### Task goal
Scan the records beneath this line for the line holding "use vigil_signaling::hub::SignalingHub;" and the line holding "let registry = Arc::clone(&registry);", then transcribe exactly those two and all lines between.

### Information supplied
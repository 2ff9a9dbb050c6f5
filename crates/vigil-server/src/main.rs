//! Server entrypoint.

use std::sync::Arc;

use anyhow::Context;
use chrono::Utc;
use tracing::{info, warn};

use vigil_core::config::EngineConfig;
use vigil_core::session::PauseReason;
use vigil_registry::SessionRegistry;
use vigil_server::{AppState, app, metrics};
use vigil_signaling::hub::SignalingHub;
use vigil_signaling::watchdog::GraceWatchdog;

#[tokio::main]
async fn main() -> anyhow::Result<()> {
    vigil_core::logging::init();
    let config = EngineConfig::from_env();
    let metrics_handle = metrics::install_recorder();

    let registry = Arc::new(SessionRegistry::new(config.violation_retention));
    let hub = Arc::new(SignalingHub::new());

    // Signaling loss past the grace period pauses owned sessions; it never
    // ends them.
    let watchdog = GraceWatchdog::spawn(Arc::clone(&hub), config.signaling_grace_period(), {
        let registry = Arc::clone(&registry);
        move |token| {
            if let Err(e) = registry.mark_paused(&token, &PauseReason::SignalingLost, Utc::now()) {
                warn!(token = %token, error = %e, "grace-period pause skipped");
            }
        }
    });

    let state = Arc::new(AppState::new(
        config,
        Arc::clone(&registry),
        Arc::clone(&hub),
        metrics_handle,
    ));

    let addr = std::env::var("VIGIL_ADDR").unwrap_or_else(|_| "0.0.0.0:8787".to_string());
    let listener = tokio::net::TcpListener::bind(&addr)
        .await
        .with_context(|| format!("failed to bind {addr}"))?;
    info!(%addr, "vigil server listening");

    axum::serve(listener, app(state))
        .with_graceful_shutdown(async {
            let _ = tokio::signal::ctrl_c().await;
            info!("shutdown signal received");
        })
        .await
        .context("server error")?;

    watchdog.shutdown().await;
    Ok(())
}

### Your solution
use vigil_signaling::hub::SignalingHub;
use vigil_signaling::watchdog::GraceWatchdog;

#[tokio::main]
async fn main() -> anyhow::Result<()> {
    vigil_core::logging::init();
    let config = EngineConfig::from_env();
    let metrics_handle = metrics::install_recorder();

    let registry = Arc::new(SessionRegistry::new(config.violation_retention));
    let hub = Arc::new(SignalingHub::new());

    // Signaling loss past the grace period pauses owned sessions; it never
    // ends them.
    let watchdog = GraceWatchdog::spawn(Arc::clone(&hub), config.signaling_grace_period(), {
        let registry = Arc::clone(&registry);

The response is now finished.